Testing OpenTelemetry Metrics in CI#

As metrics are something typically sent to an external service by the application, it can be difficult to test that the correct metrics are being produced. For that reason, the CI allows developers to set up the required local infrastructure to do some basic visualization.

The full chain from generating metrics to visualising them consists of a number of components:

A service publishing metrics (e.g. cta-taped, cta-frontend).
An OpenTelemetry Collector.
A time series DB, such as Prometheus.
A Grafana instance to visualize the metrics in the time series DB.

In production, the infrastructure for steps 2-4 are typically provided by an external team.
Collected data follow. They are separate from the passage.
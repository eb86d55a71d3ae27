//! Rank-greedy byte-pair merging, the encode half of BPE.
//!
//! A chunk starts as individual bytes. While any adjacent pair of spans
//! concatenates to a vocabulary entry, the pair with the lowest rank merges
//! first. Lower rank means the merge was learned earlier, so replaying merges
//! in rank order reproduces the training segmentation deterministically.

use rustc_hash::FxHashMap;

/// Encode one pre-split chunk into token ids.
///
/// On failure returns the offset (within `piece`) of a byte that has no
/// vocabulary entry, which can only happen with a table that does not cover
/// all 256 single bytes.
pub fn byte_pair_encode(
    piece: &[u8],
    ranks: &FxHashMap<Vec<u8>, u32>,
) -> Result<Vec<u32>, usize> {
    if piece.len() == 1 {
        return match ranks.get(piece) {
            Some(&rank) => Ok(vec![rank]),
            None => Err(0),
        };
    }

    // Current segmentation as (start, end) byte spans over `piece`.
    let mut parts: Vec<(usize, usize)> = (0..piece.len()).map(|i| (i, i + 1)).collect();

    loop {
        let mut best: Option<(u32, usize)> = None;
        for i in 0..parts.len() - 1 {
            let candidate = &piece[parts[i].0..parts[i + 1].1];
            if let Some(&rank) = ranks.get(candidate) {
                if best.map_or(true, |(r, _)| rank < r) {
                    best = Some((rank, i));
                }
            }
        }

        match best {
            Some((_, i)) => {
                parts[i].1 = parts[i + 1].1;
                parts.remove(i + 1);
            }
            None => break,
        }
    }

    parts
        .into_iter()
        .map(|(start, end)| ranks.get(&piece[start..end]).copied().ok_or(start))
        .collect()
}
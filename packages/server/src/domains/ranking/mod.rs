pub mod models;
pub mod recommender;
pub mod utils;

pub use models::{Hospital, HospitalSuggestion, HospitalTier, NearbyHospital, Specialization};
pub use recommender::HospitalRecommender;
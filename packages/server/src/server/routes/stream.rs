//! SSE streaming endpoint.
//!
//! GET /streams/:topic
//!
//! Topics are `requester:{id}`, `responder:{id}` and `request:{id}`. The id
//! is the access credential; authentication is left to the fronting proxy.
//! Each dispatch event becomes one SSE event named after its wire kind.

use std::convert::Infallible;

use axum::{
    extract::{Extension, Path},
    http::StatusCode,
    response::sse::{Event, KeepAlive, Sse},
};
use futures::stream::{self, StreamExt};
use tokio_stream::wrappers::{errors::BroadcastStreamRecvError, BroadcastStream};

use crate::domains::gateway::Topic;
use crate::server::app::AppState;

pub async fn stream_handler(
    Extension(state): Extension<AppState>,
    Path(topic): Path<String>,
) -> Result<Sse<impl futures::Stream<Item = Result<Event, Infallible>>>, StatusCode> {
    let topic: Topic = topic.parse().map_err(|_| StatusCode::BAD_REQUEST)?;
    let rx = state.sessions.deps().gateway.subscribe(topic).await;
    tracing::debug!(topic = %topic, "stream subscribed");

    let connected =
        stream::once(async { Ok::<_, Infallible>(Event::default().event("connected").data("ok")) });

    let events = BroadcastStream::new(rx).filter_map(|result| async {
        match result {
            Ok(event) => Event::default()
                .event(event.kind())
                .json_data(&event)
                .ok()
                .map(Ok),
            Err(BroadcastStreamRecvError::Lagged(n)) => Event::default()
                .event("lagged")
                .json_data(serde_json::json!({ "missed": n }))
                .ok()
                .map(Ok),
        }
    });

    Ok(Sse::new(connected.chain(events)).keep_alive(KeepAlive::default()))
}
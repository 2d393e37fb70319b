use anyhow::{Context, Result};
use async_trait::async_trait;
use sqlx::types::Json;
use sqlx::PgPool;

use crate::common::RequestId;
use crate::domains::dispatch::models::{EmergencyRequest, OfferBroadcast, RequestStatus};
use crate::domains::presence::models::ResponderPresence;
use crate::kernel::BaseDispatchStore;

/// Postgres-backed store.
///
/// Each record is kept whole as a JSONB document; status and binding columns
/// are duplicated next to it for indexing and ad hoc queries.
#[derive(Clone)]
pub struct PostgresDispatchStore {
    pool: PgPool,
}

impl PostgresDispatchStore {
    pub fn new(pool: PgPool) -> Self {
        Self { pool }
    }

    pub fn pool(&self) -> &PgPool {
        &self.pool
    }
}

#[async_trait]
impl BaseDispatchStore for PostgresDispatchStore {
    async fn save_request(&self, request: &EmergencyRequest) -> Result<()> {
        sqlx::query(
            r#"
            INSERT INTO emergency_requests (id, requester_id, status, assigned_responder_id, document, created_at, updated_at)
            VALUES ($1, $2, $3, $4, $5, $6, $7)
            ON CONFLICT (id) DO UPDATE SET
                status = EXCLUDED.status,
                assigned_responder_id = EXCLUDED.assigned_responder_id,
                document = EXCLUDED.document,
                updated_at = EXCLUDED.updated_at
            "#,
        )
        .bind(request.id)
        .bind(request.requester_id)
        .bind(request.status.as_str())
        .bind(request.assigned_responder)
        .bind(Json(request))
        .bind(request.created_at)
        .bind(request.updated_at)
        .execute(&self.pool)
        .await
        .context("Failed to save emergency request")?;
        Ok(())
    }

    async fn load_request(&self, id: RequestId) -> Result<Option<EmergencyRequest>> {
        let row: Option<(Json<EmergencyRequest>,)> =
            sqlx::query_as("SELECT document FROM emergency_requests WHERE id = $1")
                .bind(id)
                .fetch_optional(&self.pool)
                .await
                .context("Failed to load emergency request")?;
        Ok(row.map(|(Json(request),)| request))
    }

    async fn load_searching_requests(&self) -> Result<Vec<EmergencyRequest>> {
        let rows: Vec<(Json<EmergencyRequest>,)> = sqlx::query_as(
            "SELECT document FROM emergency_requests WHERE status = $1 ORDER BY created_at",
        )
        .bind(RequestStatus::Searching.as_str())
        .fetch_all(&self.pool)
        .await
        .context("Failed to load searching requests")?;
        Ok(rows.into_iter().map(|(Json(r),)| r).collect())
    }

    async fn save_offer(&self, offer: &OfferBroadcast) -> Result<()> {
        sqlx::query(
            r#"
            INSERT INTO offer_broadcasts (request_id, deadline, document)
            VALUES ($1, $2, $3)
            ON CONFLICT (request_id) DO UPDATE SET
                deadline = EXCLUDED.deadline,
                document = EXCLUDED.document
            "#,
        )
        .bind(offer.request_id)
        .bind(offer.deadline)
        .bind(Json(offer))
        .execute(&self.pool)
        .await
        .context("Failed to save offer")?;
        Ok(())
    }

    async fn load_offer(&self, request_id: RequestId) -> Result<Option<OfferBroadcast>> {
        let row: Option<(Json<OfferBroadcast>,)> =
            sqlx::query_as("SELECT document FROM offer_broadcasts WHERE request_id = $1")
                .bind(request_id)
                .fetch_optional(&self.pool)
                .await
                .context("Failed to load offer")?;
        Ok(row.map(|(Json(offer),)| offer))
    }

    async fn delete_offer(&self, request_id: RequestId) -> Result<()> {
        sqlx::query("DELETE FROM offer_broadcasts WHERE request_id = $1")
            .bind(request_id)
            .execute(&self.pool)
            .await
            .context("Failed to delete offer")?;
        Ok(())
    }

    async fn save_responder(&self, responder: &ResponderPresence) -> Result<()> {
        sqlx::query(
            r#"
            INSERT INTO responders (id, class, tier, status, session_id, document, updated_at)
            VALUES ($1, $2, $3, $4, $5, $6, $7)
            ON CONFLICT (id) DO UPDATE SET
                status = EXCLUDED.status,
                session_id = EXCLUDED.session_id,
                document = EXCLUDED.document,
                updated_at = EXCLUDED.updated_at
            "#,
        )
        .bind(responder.id)
        .bind(responder.class.as_str())
        .bind(responder.tier.as_str())
        .bind(responder.status.as_str())
        .bind(responder.session)
        .bind(Json(responder))
        .bind(responder.updated_at)
        .execute(&self.pool)
        .await
        .context("Failed to save responder")?;
        Ok(())
    }

    async fn load_responders(&self) -> Result<Vec<ResponderPresence>> {
        let rows: Vec<(Json<ResponderPresence>,)> =
            sqlx::query_as("SELECT document FROM responders ORDER BY id")
                .fetch_all(&self.pool)
                .await
                .context("Failed to load responders")?;
        Ok(rows.into_iter().map(|(Json(r),)| r).collect())
    }
}
use serde::{Deserialize, Serialize};

/// One driving route as reported by a route provider.
#[derive(Debug, Clone, PartialEq, Serialize, Deserialize)]
pub struct RouteLeg {
    pub distance_meters: f64,
    pub duration_seconds: f64,
    /// Encoded polyline, when the provider returns one
    pub encoded_path: Option<String>,
}

#[derive(Debug, Clone, Copy, PartialEq, Eq, Serialize, Deserialize)]
#[serde(rename_all = "snake_case")]
pub enum EtaSource {
    Routed,
    StraightLine,
}

#[derive(Debug, Clone, Copy, PartialEq, Serialize, Deserialize)]
#[serde(rename_all = "camelCase")]
pub struct Eta {
    pub distance_meters: f64,
    pub duration_seconds: u64,
    pub source: EtaSource,
}

/// Route stored on a request once a destination is chosen.
#[derive(Debug, Clone, PartialEq, Serialize, Deserialize)]
#[serde(rename_all = "camelCase")]
pub struct RouteSummary {
    pub distance_meters: f64,
    pub duration_seconds: u64,
    /// Empty for straight-line fallbacks
    pub encoded_path: String,
    pub source: EtaSource,
}
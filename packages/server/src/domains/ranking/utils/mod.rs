pub mod scoring;

pub use scoring::*;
In our CI, we allow developers to spawn a local OpenTelemetry collector and Prometheus instance, so that it is possible to debug metrics. This page describes how the CI deployment works.

In CI, we deploy the OpenTelemetry Collector using a Helm chart and use Prometheus as our time-series DB. A simplified diagram can be seen below.

flowchart TB

subgraph CTA
  cta-taped-0
  cta-taped-1
  cta-frontend-0
end

cta-frontend-0 -- pushes metrics --> opentelemetry-collector
cta-taped-0 -- pushes metrics --> opentelemetry-collector
cta-taped-1 -- pushes metrics --> opentelemetry-collector

prometheus -- scrapes --> opentelemetry-collector

1. Pushing Metrics#

Each service has a number of entries in its configuration file that tells it how Telemetry should be configured. For example, there are five main backends that can be configured in the service itself:

A NOOP backend. If this is configured, no metrics are pushed anywhere and every telemetry-call in the code will be a NOOP.
An STDOUT backend. This is only for debugging. The service will print its metrics to stdout.
A FILE backend. This is only for debugging. The service will print its metrics to the configured file.
An OTLP_HTTP backend, which tells the service to push its metrics to an OpenTelemetry Collector over HTTP. When this option is specified, the config should also provide the endpoint of said Collector, so that the service knows where to push it to.
An OTLP_GRPC backend, which tells the service to push its metrics to an OpenTelemetry Collector over gRPC. When this option is specified, the config should also provide the endpoint of said Collector, so that the service knows where to push it to.

By default, each service will have the NOOP backend configured. Additional configuration options are available to set e.g. the exportInterval or exportTimeout that provide information about how often metrics should be pushed. For performance reasons, metrics are buffered internally and then pushed periodically.

2. Scraping Metrics#

Prometheus periodically scrapes the OpenTelemetry Collector for metrics. This is possible assuming that the Collector has been configured to expose a Prometheus endpoint. Note the different models we use here:

Metrics are PUSHED periodically to the local OpenTelemetry Collector.
The local Prometheus instance periodically PULLS metrics from the OpenTelemetry Collector.

As you can see, the service is fully decoupled from any particular time series backend.

3 Visualising Metrics on your Dev Machine#

To visualize metrics locally, you can connect to the local Prometheus instance. To do this, first ensure that telemetry is enabled when deploying a local instance:

./build_deploy.sh --local-telemetry

Now forward the Prometheus server port:

kubectl port-forward svc/prometheus-server 9090:80 -n dev

Now the port is available on the VM, so we can forward the same port from the VM to our local machine:

ssh -L 9090:localhost:9090 cirunner@<dev_machine>

Now it's possible to go to http://localhost:9090/query and visualise whatever time series have been collected using PromQL.